### Stored data entries
════
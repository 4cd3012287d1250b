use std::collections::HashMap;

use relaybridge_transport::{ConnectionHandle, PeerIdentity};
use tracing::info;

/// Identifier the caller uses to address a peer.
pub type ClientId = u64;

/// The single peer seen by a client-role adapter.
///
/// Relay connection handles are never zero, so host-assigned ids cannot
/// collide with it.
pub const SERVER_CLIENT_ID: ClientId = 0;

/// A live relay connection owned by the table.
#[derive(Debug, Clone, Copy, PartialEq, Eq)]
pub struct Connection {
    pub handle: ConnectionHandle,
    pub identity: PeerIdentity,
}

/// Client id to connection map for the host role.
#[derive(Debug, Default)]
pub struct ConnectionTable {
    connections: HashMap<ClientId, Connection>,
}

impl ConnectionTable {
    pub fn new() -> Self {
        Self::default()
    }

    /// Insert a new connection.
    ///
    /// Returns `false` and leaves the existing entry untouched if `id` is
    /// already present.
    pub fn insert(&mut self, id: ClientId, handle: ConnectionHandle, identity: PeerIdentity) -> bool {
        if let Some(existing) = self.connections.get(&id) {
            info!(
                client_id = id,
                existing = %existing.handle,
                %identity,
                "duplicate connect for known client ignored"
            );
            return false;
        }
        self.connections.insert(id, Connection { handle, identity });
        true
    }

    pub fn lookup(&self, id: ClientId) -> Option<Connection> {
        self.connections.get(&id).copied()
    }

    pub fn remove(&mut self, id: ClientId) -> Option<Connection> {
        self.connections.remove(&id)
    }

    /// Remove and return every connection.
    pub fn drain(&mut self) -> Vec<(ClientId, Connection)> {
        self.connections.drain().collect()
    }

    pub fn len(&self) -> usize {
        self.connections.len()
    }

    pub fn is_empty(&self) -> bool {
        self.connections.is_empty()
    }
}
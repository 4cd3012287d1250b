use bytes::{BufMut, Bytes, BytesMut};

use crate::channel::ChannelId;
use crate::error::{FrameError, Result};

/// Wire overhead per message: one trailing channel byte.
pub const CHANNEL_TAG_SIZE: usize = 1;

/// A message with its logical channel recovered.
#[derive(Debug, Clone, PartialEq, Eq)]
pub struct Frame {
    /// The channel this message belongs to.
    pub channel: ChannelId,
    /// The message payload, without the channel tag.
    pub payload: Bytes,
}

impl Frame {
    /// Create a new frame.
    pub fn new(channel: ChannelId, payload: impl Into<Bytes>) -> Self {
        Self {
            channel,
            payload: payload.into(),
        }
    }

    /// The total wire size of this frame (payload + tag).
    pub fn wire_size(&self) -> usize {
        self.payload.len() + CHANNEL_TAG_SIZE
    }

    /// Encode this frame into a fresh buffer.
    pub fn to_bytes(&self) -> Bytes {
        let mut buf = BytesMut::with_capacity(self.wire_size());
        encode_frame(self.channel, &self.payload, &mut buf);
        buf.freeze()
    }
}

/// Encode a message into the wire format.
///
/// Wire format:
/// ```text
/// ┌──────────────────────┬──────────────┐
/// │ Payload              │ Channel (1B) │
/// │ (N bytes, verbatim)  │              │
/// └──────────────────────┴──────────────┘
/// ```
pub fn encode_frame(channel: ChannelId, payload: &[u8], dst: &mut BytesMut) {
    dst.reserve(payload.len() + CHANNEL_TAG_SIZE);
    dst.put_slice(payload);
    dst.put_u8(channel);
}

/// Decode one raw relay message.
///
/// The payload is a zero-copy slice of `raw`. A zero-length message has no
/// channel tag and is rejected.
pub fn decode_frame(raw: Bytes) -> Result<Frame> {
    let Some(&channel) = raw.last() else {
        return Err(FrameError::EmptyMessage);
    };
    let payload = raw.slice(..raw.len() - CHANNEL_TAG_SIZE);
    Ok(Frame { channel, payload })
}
════
### REQUIREMENT
With "existing" as the string to match, show every line of the entries above that has it.

### EXPECTED OUTPUT
    /// Returns `false` and leaves the existing entry untouched if `id` is
        if let Some(existing) = self.connections.get(&id) {
                existing = %existing.handle,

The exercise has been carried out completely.